Problem requirements: Copy each line of the following material exactly.

Dataset records:
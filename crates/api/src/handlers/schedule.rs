use axum::{extract::{Path, State}, Json};
use std::sync::Arc;
use clinic_core::{
    errors::ClinicError,
    models::schedule::{CreateScheduleRequest, DoctorSchedule},
};
use uuid::Uuid;

use crate::{middleware::error_handling::AppError, ApiState};

#[axum::debug_handler]
pub async fn create_schedule(
    State(state): State<Arc<ApiState>>,
    Json(payload): Json<CreateScheduleRequest>,
) -> Result<Json<DoctorSchedule>, AppError> {
    // Reject schedules the slot generator cannot carve
    payload.validate()?;

    let db_schedule = clinic_db::repositories::schedule::create_schedule(&state.db_pool, &payload)
        .await
        .map_err(ClinicError::Database)?;

    Ok(Json(DoctorSchedule::try_from(db_schedule)?))
}

#[axum::debug_handler]
pub async fn list_schedules(
    State(state): State<Arc<ApiState>>,
) -> Result<Json<Vec<DoctorSchedule>>, AppError> {
    let schedules = clinic_db::repositories::schedule::list_schedules(&state.db_pool)
        .await
        .map_err(ClinicError::Database)?
        .into_iter()
        .map(DoctorSchedule::try_from)
        .collect::<Result<Vec<_>, _>>()?;

    Ok(Json(schedules))
}

#[axum::debug_handler]
pub async fn get_schedule(
    State(state): State<Arc<ApiState>>,
    Path(id): Path<Uuid>,
) -> Result<Json<DoctorSchedule>, AppError> {
    let db_schedule = clinic_db::repositories::schedule::get_schedule_by_id(&state.db_pool, id)
        .await
        .map_err(ClinicError::Database)?
        .ok_or_else(|| ClinicError::NotFound(format!("Schedule with ID {} not found", id)))?;

    Ok(Json(DoctorSchedule::try_from(db_schedule)?))
}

Solution below:
filename crates/api/src/handlers/schedule.rs
use axum::{extract::{Path, State}, Json};
use std::sync::Arc;
use clinic_core::{
    errors::ClinicError,
    models::schedule::{CreateScheduleRequest, DoctorSchedule},
};
use uuid::Uuid;

use crate::{middleware::error_handling::AppError, ApiState};

#[axum::debug_handler]
pub async fn create_schedule(
    State(state): State<Arc<ApiState>>,
    Json(payload): Json<CreateScheduleRequest>,
) -> Result<Json<DoctorSchedule>, AppError> {
    // Reject schedules the slot generator cannot carve
    payload.validate()?;

    let db_schedule = clinic_db::repositories::schedule::create_schedule(&state.db_pool, &payload)
        .await
        .map_err(ClinicError::Database)?;

    Ok(Json(DoctorSchedule::try_from(db_schedule)?))
}

#[axum::debug_handler]
pub async fn list_schedules(
    State(state): State<Arc<ApiState>>,
) -> Result<Json<Vec<DoctorSchedule>>, AppError> {
    let schedules = clinic_db::repositories::schedule::list_schedules(&state.db_pool)
        .await
        .map_err(ClinicError::Database)?
        .into_iter()
        .map(DoctorSchedule::try_from)
        .collect::<Result<Vec<_>, _>>()?;

    Ok(Json(schedules))
}

#[axum::debug_handler]
pub async fn get_schedule(
    State(state): State<Arc<ApiState>>,
    Path(id): Path<Uuid>,
) -> Result<Json<DoctorSchedule>, AppError> {
    let db_schedule = clinic_db::repositories::schedule::get_schedule_by_id(&state.db_pool, id)
        .await
        .map_err(ClinicError::Database)?
        .ok_or_else(|| ClinicError::NotFound(format!("Schedule with ID {} not found", id)))?;

    Ok(Json(DoctorSchedule::try_from(db_schedule)?))
}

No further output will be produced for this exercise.